Udinese, formazione obbligata a Napoli

Udinese, formazione obbligata a Napoli

L’Udinese che giocherà a Napoli sembra fatta, nonostante Nicola tenga tutto per sé: ma viste le assenze eia 3-5-2 inamovibile, pare scontato che alla fine si cercherà di recuperare almeno Sandro

di Redazione

Saranno circa 100 gli impavidi tifosi che seguiranno questa truppaglia bianconera a Napoli, seconda trasferta consecutiva e contro la seconda della classe. Ma attenzione Udinese, questa potrebbe davvero essere l’ultima volta: a sentire Radio Curva e non solo, se i bianco e neri non giocheranno una partita almeno dignitosa, al di là del risultato, è pronta a riaprirsi la vertenza con l’ipotesi accreditata di disertare lo stadio già dalla gara col Genoa.

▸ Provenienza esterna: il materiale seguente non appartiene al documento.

//! File browser panel - a directory listing beside the code area

use std::io;
use std::path::{Path, PathBuf};

pub const MIN_BROWSER_WIDTH: usize = 20;
pub const MAX_BROWSER_WIDTH: usize = 80;

/// One row of a directory listing
#[derive(Debug, Clone, PartialEq, Eq)]
pub struct FileEntry {
    pub name: String,
    pub path: PathBuf,
    pub is_dir: bool,
}

impl FileEntry {
    pub fn file(name: impl Into<String>, path: impl Into<PathBuf>) -> Self {
        Self {
            name: name.into(),
            path: path.into(),
            is_dir: false,
        }
    }

    pub fn dir(name: impl Into<String>, path: impl Into<PathBuf>) -> Self {
        Self {
            name: name.into(),
            path: path.into(),
            is_dir: true,
        }
    }
}

/// List a directory: directories first, then files, each sorted by name
pub fn read_entries(dir: &Path, show_hidden: bool) -> io::Result<Vec<FileEntry>> {
    let mut entries = Vec::new();
    for entry in std::fs::read_dir(dir)? {
        let entry = entry?;
        let name = entry.file_name().to_string_lossy().to_string();
        if !show_hidden && name.starts_with('.') {
            continue;
        }
        let is_dir = entry.file_type().map(|t| t.is_dir()).unwrap_or(false);
        entries.push(FileEntry {
            name,
            path: entry.path(),
            is_dir,
        });
    }
    entries.sort_by(|a, b| {
        b.is_dir
            .cmp(&a.is_dir)
            .then_with(|| a.name.to_lowercase().cmp(&b.name.to_lowercase()))
    });
    Ok(entries)
}

/// File browser state
#[derive(Debug, Clone, PartialEq, Eq)]
pub struct FileBrowser {
    pub visible: bool,
    pub dir: PathBuf,
    pub entries: Vec<FileEntry>,
    pub selected: usize,
    pub show_hidden: bool,
    pub width: usize,
}

impl FileBrowser {
    pub fn new(dir: PathBuf, width: usize, show_hidden: bool) -> Self {
        Self {
            visible: false,
            dir,
            entries: Vec::new(),
            selected: 0,
            show_hidden,
            width: width.clamp(MIN_BROWSER_WIDTH, MAX_BROWSER_WIDTH),
        }
    }

    /// Re-read the current directory, keeping the selection in range
    pub fn refresh(&mut self) -> io::Result<()> {
        self.entries = read_entries(&self.dir, self.show_hidden)?;
        self.selected = self.selected.min(self.entries.len().saturating_sub(1));
        Ok(())
    }

    pub fn selected_entry(&self) -> Option<&FileEntry> {
        self.entries.get(self.selected)
    }

    /// First listed entry when `rows` entries fit, keeping the selection in view
    pub fn scroll_top(&self, rows: usize) -> usize {
        let rows = rows.max(1);
        if self.selected >= rows {
            self.selected + 1 - rows
        } else {
            0
        }
    }

    pub fn at_first(&self) -> bool {
        self.selected == 0
    }

    pub fn at_last(&self) -> bool {
        self.selected + 1 >= self.entries.len()
    }

    /// Returns false at the top of the list
    pub fn select_up(&mut self) -> bool {
        if self.at_first() {
            return false;
        }
        self.selected -= 1;
        true
    }

    /// Returns false at the bottom of the list
    pub fn select_down(&mut self) -> bool {
        if self.at_last() {
            return false;
        }
        self.selected += 1;
        true
    }

    /// Select the entry for `path` if it is listed
    pub fn select_path(&mut self, path: &Path) -> bool {
        match self.entries.iter().position(|e| e.path == path) {
            Some(index) => {
                self.selected = index;
                true
            }
            None => false,
        }
    }

    /// Change directory and list it
    pub fn enter_dir(&mut self, dir: PathBuf) -> io::Result<()> {
        let entries = read_entries(&dir, self.show_hidden)?;
        self.dir = dir;
        self.entries = entries;
        self.selected = 0;
        Ok(())
    }

    /// Go to the parent directory, selecting the directory we came from
    pub fn enter_parent(&mut self) -> io::Result<bool> {
        let Some(parent) = self.dir.parent().map(Path::to_path_buf) else {
            return Ok(false);
        };
        let previous = std::mem::replace(&mut self.dir, parent.clone());
        match read_entries(&parent, self.show_hidden) {
            Ok(entries) => {
                self.entries = entries;
                self.selected = 0;
                self.select_path(&previous);
                Ok(true)
            }
            Err(e) => {
                self.dir = previous;
                Err(e)
            }
        }
    }

    pub fn toggle_hidden(&mut self) -> io::Result<()> {
        self.show_hidden = !self.show_hidden;
        self.refresh()
    }

    /// Grow or shrink the panel, clamped to 20..=80 columns
    pub fn resize(&mut self, delta: i32) {
        let width = (self.width as i64 + delta as i64)
            .clamp(MIN_BROWSER_WIDTH as i64, MAX_BROWSER_WIDTH as i64);
        self.width = width as usize;
    }
}

#[cfg(test)]
mod tests {
    use super::*;

    fn sample_dir() -> tempfile::TempDir {
        let dir = tempfile::tempdir().unwrap();
        std::fs::write(dir.path().join("b.txt"), "b").unwrap();
        std::fs::write(dir.path().join("A.txt"), "a").unwrap();
        std::fs::write(dir.path().join(".hidden"), "").unwrap();
        std::fs::create_dir(dir.path().join("zdir")).unwrap();
        dir
    }

    #[test]
    fn test_directories_first_then_sorted() {
        let dir = sample_dir();
        let entries = read_entries(dir.path(), false).unwrap();
        let names: Vec<&str> = entries.iter().map(|e| e.name.as_str()).collect();
        assert_eq!(names, vec!["zdir", "A.txt", "b.txt"]);
    }

    #[test]
    fn test_hidden_toggle() {
        let dir = sample_dir();
        let mut browser = FileBrowser::new(dir.path().to_path_buf(), 30, false);
        browser.refresh().unwrap();
        assert_eq!(browser.entries.len(), 3);
        browser.toggle_hidden().unwrap();
        assert_eq!(browser.entries.len(), 4);
    }

    #[test]
    fn test_selection_edges() {
        let dir = sample_dir();
        let mut browser = FileBrowser::new(dir.path().to_path_buf(), 30, false);
        browser.refresh().unwrap();
        assert!(!browser.select_up());
        assert!(browser.select_down());
        assert!(browser.select_down());
        assert!(browser.at_last());
        assert!(!browser.select_down());
    }

    #[test]
    fn test_enter_and_leave_directory() {
        let dir = sample_dir();
        let mut browser = FileBrowser::new(dir.path().to_path_buf(), 30, false);
        browser.refresh().unwrap();
        let sub = browser.selected_entry().unwrap().path.clone();
        browser.enter_dir(sub.clone()).unwrap();
        assert!(browser.entries.is_empty());
        assert!(browser.enter_parent().unwrap());
        assert_eq!(browser.selected_entry().map(|e| e.path.clone()), Some(sub));
    }

    #[test]
    fn test_width_clamped() {
        let mut browser = FileBrowser::new(PathBuf::from("."), 5, false);
        assert_eq!(browser.width, MIN_BROWSER_WIDTH);
        browser.resize(100);
        assert_eq!(browser.width, MAX_BROWSER_WIDTH);
        browser.resize(-5);
        assert_eq!(browser.width, 75);
    }
}
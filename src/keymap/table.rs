//! Key binding table: canonical token → Action, plus the reverse index

use std::collections::HashMap;

use super::action::Action;
use super::defaults::seed_defaults;

/// Bidirectional mapping between key tokens and actions.
///
/// Each token is owned by at most one action. The reverse index keeps
/// tokens in binding order so the first entry is the primary key shown in
/// help and the command palette.
#[derive(Debug, Clone, Default)]
pub struct KeyBindingTable {
    by_token: HashMap<String, Action>,
    by_action: HashMap<Action, Vec<String>>,
}

impl KeyBindingTable {
    /// Create an empty table
    pub fn new() -> Self {
        Self::default()
    }

    /// Create a table seeded with the default bindings
    pub fn with_defaults() -> Self {
        let mut table = Self::new();
        seed_defaults(&mut table);
        table
    }

    /// Bind a token to an action, taking it away from any previous owner
    pub fn bind(&mut self, token: impl Into<String>, action: Action) {
        let token = token.into();
        if action == Action::Unknown {
            self.unbind(&token);
            return;
        }

        if let Some(previous) = self.by_token.insert(token.clone(), action) {
            if previous == action {
                return;
            }
            self.remove_from_reverse(previous, &token);
        }
        self.by_action.entry(action).or_default().push(token);
    }

    /// Bind several tokens to the same action
    pub fn bind_aliases<I, S>(&mut self, tokens: I, action: Action)
    where
        I: IntoIterator<Item = S>,
        S: Into<String>,
    {
        for token in tokens {
            self.bind(token, action);
        }
    }

    /// Remove a token's binding. Returns the action it was bound to.
    pub fn unbind(&mut self, token: &str) -> Option<Action> {
        let previous = self.by_token.remove(token)?;
        self.remove_from_reverse(previous, token);
        Some(previous)
    }

    /// Look up the action for a token, `Action::Unknown` when unbound
    pub fn get_action(&self, token: &str) -> Action {
        self.by_token
            .get(token)
            .copied()
            .unwrap_or(Action::Unknown)
    }

    /// All tokens bound to an action, primary first
    pub fn keys_for(&self, action: Action) -> &[String] {
        self.by_action
            .get(&action)
            .map(Vec::as_slice)
            .unwrap_or(&[])
    }

    /// Drop every binding and re-seed the defaults
    pub fn reset_to_defaults(&mut self) {
        self.by_token.clear();
        self.by_action.clear();
        seed_defaults(self);
    }

    /// Number of bound tokens
    pub fn len(&self) -> usize {
        self.by_token.len()
    }

    pub fn is_empty(&self) -> bool {
        self.by_token.is_empty()
    }

    fn remove_from_reverse(&mut self, action: Action, token: &str) {
        if let Some(tokens) = self.by_action.get_mut(&action) {
            tokens.retain(|t| t != token);
            if tokens.is_empty() {
                self.by_action.remove(&action);
            }
        }
    }
}

#[cfg(test)]
mod tests {
    use super::*;

    #[test]
    fn test_bind_and_lookup() {
        let mut table = KeyBindingTable::new();
        table.bind("ctrl_s", Action::Save);
        assert_eq!(table.get_action("ctrl_s"), Action::Save);
        assert_eq!(table.keys_for(Action::Save), ["ctrl_s".to_string()]);
    }

    #[test]
    fn test_unbound_token_is_unknown() {
        let table = KeyBindingTable::new();
        assert_eq!(table.get_action("ctrl_s"), Action::Unknown);
        assert!(table.keys_for(Action::Save).is_empty());
    }

    #[test]
    fn test_rebind_moves_token_between_actions() {
        let mut table = KeyBindingTable::new();
        table.bind("ctrl_s", Action::Save);
        table.bind("ctrl_s", Action::Search);

        assert_eq!(table.get_action("ctrl_s"), Action::Search);
        assert!(table.keys_for(Action::Save).is_empty());
        assert_eq!(table.keys_for(Action::Search), ["ctrl_s".to_string()]);
    }

    #[test]
    fn test_rebind_same_action_does_not_duplicate() {
        let mut table = KeyBindingTable::new();
        table.bind("ctrl_s", Action::Save);
        table.bind("ctrl_s", Action::Save);
        assert_eq!(table.keys_for(Action::Save).len(), 1);
    }

    #[test]
    fn test_aliases_keep_order() {
        let mut table = KeyBindingTable::new();
        table.bind_aliases(["ctrl_y", "ctrl_shift_z"], Action::Redo);
        assert_eq!(
            table.keys_for(Action::Redo),
            ["ctrl_y".to_string(), "ctrl_shift_z".to_string()]
        );
    }

    #[test]
    fn test_unbind() {
        let mut table = KeyBindingTable::new();
        table.bind_aliases(["ctrl_y", "ctrl_shift_z"], Action::Redo);
        assert_eq!(table.unbind("ctrl_y"), Some(Action::Redo));
        assert_eq!(table.get_action("ctrl_y"), Action::Unknown);
        assert_eq!(table.keys_for(Action::Redo), ["ctrl_shift_z".to_string()]);
        assert_eq!(table.unbind("ctrl_y"), None);
    }

    #[test]
    fn test_bind_unknown_unbinds() {
        let mut table = KeyBindingTable::new();
        table.bind("ctrl_s", Action::Save);
        table.bind("ctrl_s", Action::Unknown);
        assert!(table.is_empty());
    }

    #[test]
    fn test_reset_to_defaults_restores_rebinds() {
        let mut table = KeyBindingTable::with_defaults();
        table.bind("ctrl_s", Action::Quit);
        table.reset_to_defaults();
        assert_eq!(table.get_action("ctrl_s"), Action::Save);
        assert_eq!(table.keys_for(Action::Quit), ["ctrl_q".to_string()]);
    }
}
//! Configurable keyboard mapping system
//!
//! This module provides a data-driven keybinding system that:
//! - Normalizes raw input into canonical tokens (`ctrl_s`, `alt_arrow_left`)
//! - Maps tokens to editor actions through a bidirectional binding table
//! - Enables user customization via a YAML keymap file
//!
//! # Architecture
//!
//! ```text
//! crossterm::Event → InputEvent → token → KeyBindingTable::get_action() → Action → Msg
//! ```

mod action;
mod config;
mod crossterm_adapter;
mod defaults;
mod table;
mod types;

pub use action::{Action, ActionGroup, ActionInfo, ACTIONS};
pub use config::{
    apply_overrides, load_keymap_file, parse_keymap_yaml, parse_token, BindingConfig,
    KeymapConfig, KeymapError,
};
pub use crossterm_adapter::{input_from_crossterm, keystroke_from_crossterm, mouse_from_crossterm};
pub use defaults::{load_keymap, seed_defaults};
pub use table::KeyBindingTable;
pub use types::{
    normalize, InputEvent, KeyCode, Keystroke, Modifiers, MouseButton, MouseEvent, MouseKind,
};

#[cfg(test)]
mod tests;
//! Character classes and column helpers for line editing

/// Character class used by word selection and word deletion
#[derive(Debug, Clone, Copy, PartialEq, Eq)]
pub enum CharType {
    Whitespace,
    WordChar,
    Punctuation,
}

pub fn char_type(ch: char) -> CharType {
    if ch.is_whitespace() {
        CharType::Whitespace
    } else if ch.is_alphanumeric() || ch == '_' {
        CharType::WordChar
    } else {
        CharType::Punctuation
    }
}

/// Column where a backwards word deletion from `col` stops.
///
/// Skips whitespace, then one run of same-class characters.
pub fn word_start_before(line: &str, col: usize) -> usize {
    let chars: Vec<char> = line.chars().collect();
    let mut i = col.min(chars.len());
    while i > 0 && char_type(chars[i - 1]) == CharType::Whitespace {
        i -= 1;
    }
    if i == 0 {
        return 0;
    }
    let class = char_type(chars[i - 1]);
    while i > 0 && char_type(chars[i - 1]) == class {
        i -= 1;
    }
    i
}

/// Column range `[start, end)` of the word touching `col`, if any.
///
/// A cursor just past the end of a word still selects that word.
pub fn word_range_at(line: &str, col: usize) -> Option<(usize, usize)> {
    let chars: Vec<char> = line.chars().collect();
    let is_word = |i: usize| chars.get(i).is_some_and(|&c| char_type(c) == CharType::WordChar);

    let anchor = if is_word(col) {
        col
    } else if col > 0 && is_word(col - 1) {
        col - 1
    } else {
        return None;
    };

    let mut start = anchor;
    while start > 0 && is_word(start - 1) {
        start -= 1;
    }
    let mut end = anchor + 1;
    while is_word(end) {
        end += 1;
    }
    Some((start, end))
}

/// Tab stop used when drawing `\t`
pub const TABULATOR_WIDTH: usize = 4;

/// Convert a character column to the screen column it is drawn at
pub fn char_col_to_visual_col(text: &str, char_col: usize) -> usize {
    let mut visual_col = 0;
    for ch in text.chars().take(char_col) {
        if ch == '\t' {
            visual_col += TABULATOR_WIDTH - (visual_col % TABULATOR_WIDTH);
        } else {
            visual_col += 1;
        }
    }
    visual_col
}

/// Character column drawn at a screen column (clicks inside a tab land on it)
pub fn visual_col_to_char_col(text: &str, visual_col: usize) -> usize {
    let mut visual = 0;
    for (index, ch) in text.chars().enumerate() {
        let width = if ch == '\t' {
            TABULATOR_WIDTH - (visual % TABULATOR_WIDTH)
        } else {
            1
        };
        if visual_col < visual + width {
            return index;
        }
        visual += width;
    }
    text.chars().count()
}

/// Replace tabs with spaces up to the next tab stop
pub fn expand_tabs(text: &str) -> String {
    let mut out = String::with_capacity(text.len());
    let mut visual = 0;
    for ch in text.chars() {
        if ch == '\t' {
            let pad = TABULATOR_WIDTH - (visual % TABULATOR_WIDTH);
            out.extend(std::iter::repeat(' ').take(pad));
            visual += pad;
        } else {
            out.push(ch);
            visual += 1;
        }
    }
    out
}
fn delete_entry(model: &mut AppModel, path: &Path) {
    let name = filename_for_display(path);
    let result = if path.is_dir() {
        std::fs::remove_dir(path)
    } else {
        std::fs::remove_file(path)
    };
    match result {
        Ok(()) => {
            tracing::info!("Deleted {}", path.display());
            let _ = model.file_browser.refresh();
            model.ui.set_status(format!("Deleted: {}", name));
        }
        Err(e) => {
            tracing::warn!("Failed to delete {}: {}", path.display(), e);
            model
                .ui
                .set_status(format!("Failed to delete {}: {}", name, e));
        }
    }
}

fn rename_entry(model: &mut AppModel, path: &Path, new_name: &str) {
    if let Err(e) = validate_entry_name(new_name) {
        model.ui.set_status(e);
        return;
    }
    let target = path.with_file_name(new_name);
    let old_name = filename_for_display(path);
    if target.exists() {
        model
            .ui
            .set_status(format!("Failed to rename {}: {} already exists", old_name, new_name));
        return;
    }
    match std::fs::rename(path, &target) {
        Ok(()) => {
            tracing::info!("Renamed {} to {}", path.display(), target.display());
            if let Some(index) = model.documents.find_by_path(path) {
                if let Some(slot) = model.documents.get_mut(index) {
                    slot.document.file_path = Some(target.clone());
                }
            }
            if model.file_browser.refresh().is_ok() {
                model.file_browser.select_path(&target);
            }
            model
                .ui
                .set_status(format!("Renamed: {} -> {}", old_name, new_name));
        }
        Err(e) => {
            tracing::warn!("Failed to rename {}: {}", path.display(), e);
            model
                .ui
                .set_status(format!("Failed to rename {}: {}", old_name, e));
        }
    }
}

// ============================================================================
// File picker
// ============================================================================

fn file_picker(model: &mut AppModel, event: &InputEvent) -> Dispatch {
    let show_hidden = model.file_browser.show_hidden;
    let Some(picker) = model.ui.dialogs.file_picker.as_mut() else {
        return Dispatch::Declined;
    };
    match field_key(event) {
        FieldKey::Char(c) => {
            picker.filter.push(c);
            picker.selected = 0;
        }
        FieldKey::Text(text) => {
            picker.filter.push_str(&text);
            picker.selected = 0;
        }
        FieldKey::Backspace => {
            if picker.filter.pop().is_none() {
                if let Some(parent) = picker.dir.parent().map(Path::to_path_buf) {
                    let previous = picker.dir.clone();
                    match read_entries(&parent, show_hidden) {
                        Ok(entries) => {
                            picker.entries = entries;
                            picker.dir = parent;
                            picker.selected = picker
                                .visible_entries()
                                .iter()
                                .position(|e| e.path == previous)
                                .unwrap_or(0);
                        }
                        // `picker` still borrows the dialog
                        Err(e) => model.ui.status_message = format!("Cannot read directory: {}", e),
                    }
                }
            }
            picker.selected = picker.selected.min(picker.visible_entries().len().saturating_sub(1));
        }
        FieldKey::Other(Some(key @ (KeyCode::Up | KeyCode::Down))) => {
            let count = picker.visible_entries().len();
            picker.selected = step(picker.selected, count, key == KeyCode::Down);
        }
        FieldKey::Other(Some(KeyCode::Tab)) => {
            if let Some(name) = picker
                .visible_entries()
                .get(picker.selected)
                .map(|e| e.name.clone())
            {
                picker.filter = name;
                picker.selected = 0;
            }
        }
        FieldKey::Submit => {
            let Some(entry) = picker.visible_entries().get(picker.selected).map(|e| (*e).clone())
            else {
                model.ui.set_status("No matching file");
                return redraw();
            };
            if entry.is_dir {
                match read_entries(&entry.path, show_hidden) {
                    Ok(entries) => {
                        picker.dir = entry.path;
                        picker.entries = entries;
                        picker.filter.clear();
                        picker.selected = 0;
                    }
                    Err(e) => model
                        .ui
                        .set_status(format!("Cannot read {}: {}", entry.name, e)),
                }
                return redraw();
            }
            model.ui.dialogs.file_picker = None;
            return Dispatch::Consumed(update(model, Msg::App(AppMsg::OpenFile(entry.path))));
        }
        FieldKey::Cancel => {
            model.ui.dialogs.file_picker = None;
            model.ui.set_status("File picker closed");
        }
        FieldKey::Other(_) => return Dispatch::Declined,
    }
    redraw()
}

// ============================================================================
// Split dialog
// ============================================================================

/// Entries offered by the split dialog, as (label, message) pairs
pub fn split_dialog_items(model: &AppModel) -> Vec<(String, LayoutMsg)> {
    let mut items = vec![
        ("Split vertical".to_string(), LayoutMsg::SplitVertical),
        ("Split horizontal".to_string(), LayoutMsg::SplitHorizontal),
    ];
    if model.split_view.has_splits() {
        for (index, region) in model.split_view.regions().iter().enumerate() {
            let name = model
                .documents
                .get(region.document_index)
                .map(|slot| slot.document.display_name())
                .unwrap_or_default();
            items.push((
                format!("Close region {}: {}", index + 1, name),
                LayoutMsg::CloseSplit(index),
            ));
        }
        items.push(("Close all splits".to_string(), LayoutMsg::CloseAllSplits));
    }
    items
}

fn split_dialog(model: &mut AppModel, event: &InputEvent) -> Dispatch {
    let mut items = split_dialog_items(model);
    let Some(state) = model.ui.dialogs.split_dialog.as_mut() else {
        return Dispatch::Declined;
    };
    match field_key(event) {
        FieldKey::Other(Some(key @ (KeyCode::Up | KeyCode::Down))) => {
            state.selected = step(state.selected, items.len(), key == KeyCode::Down);
        }
        FieldKey::Submit => {
            let selected = state.selected.min(items.len().saturating_sub(1));
            model.ui.dialogs.split_dialog = None;
            let (_, msg) = items.swap_remove(selected);
            return Dispatch::Consumed(update(model, Msg::Layout(msg)));
        }
        FieldKey::Cancel => {
            model.ui.dialogs.split_dialog = None;
            model.ui.set_status("Split dialog closed");
        }
        _ => return Dispatch::Declined,
    }
    redraw()
}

Uomini avvisati mezzi salvati. Si fa per dire, visto che la salvezza dei friulani passa per risultati importanti in un ciclo di ferro. Intanto Nicola tira un sospiro di sollievo venendo a conoscenza che Pussetto ci sarà, con buona pace per Lasagna, che pare  a fine anno voglia andarsene. Come criticarlo? Attacco fatto, 3-5-2 salvo.

E poi? In difesa senza Bram Nuytinck, probabilmente Larsen verrà spostato dietro con Wilmot ed Ekong. A meno di un recupero lampo di Samir, che comunque non sarebbe nemmeno al 60 per cento della forma: impensabile. Senza anche Behrami, Badu, Barak e D’Alessandro, sembra facile completare il mosaico con il grande dubbio su Sandro: Nicola lo proporrà dall’inizio? Se sì, come trapela, ecco Fofana e Mandragora a formare il terzetto centrale, poi Ter Avets e Zaagelar a completare l’opera. Se l’ex Genoa non ce la dovesse fare Larsen ancora mezzala, ma in difesa ci sarebbero parecchi buchi da coprire, per questo crediamo che quanto emerge da questi giorni dove non dovrebbe trapelare nulla, la soluzione più logica e credibile sia la prima.

Poi c’è la mentalità. Il tecnico lavora molto su questo. Inutile parlare di squadra impaurita e segnata dalla contestazione (?), come qualcuno vuole far credere. Questa squadra, come le precedenti degli ultimi anni, è semplicemente inadeguata e continua a vivacchiare per pra grazie a chi sta facendo peggio. IL Bologna domenica andrà a Torino e l’Udinese giocherà dopo i felsinei conoscendo il risultato: un vantaggio? Potrebbe  anche diventarlo, ma serve che qualcuno spieghi a questi giocatori cosa significa per i Friulani questa maglia. La mentalità, del resto, non si compra al supermercato e non arriva in allenamento: o si creano i presupposti (che vanno dall’armonia del gruppo – ah! – fino al mutuo soccorso in campo), oppure meglio lasciar stare.

Insomma questa è la situazione, col Napoli che non pretende più di vincere lo scudetto, am dopo il pari di Sassuolo non vuole nemmeno sentirsi dichiarato in crisi.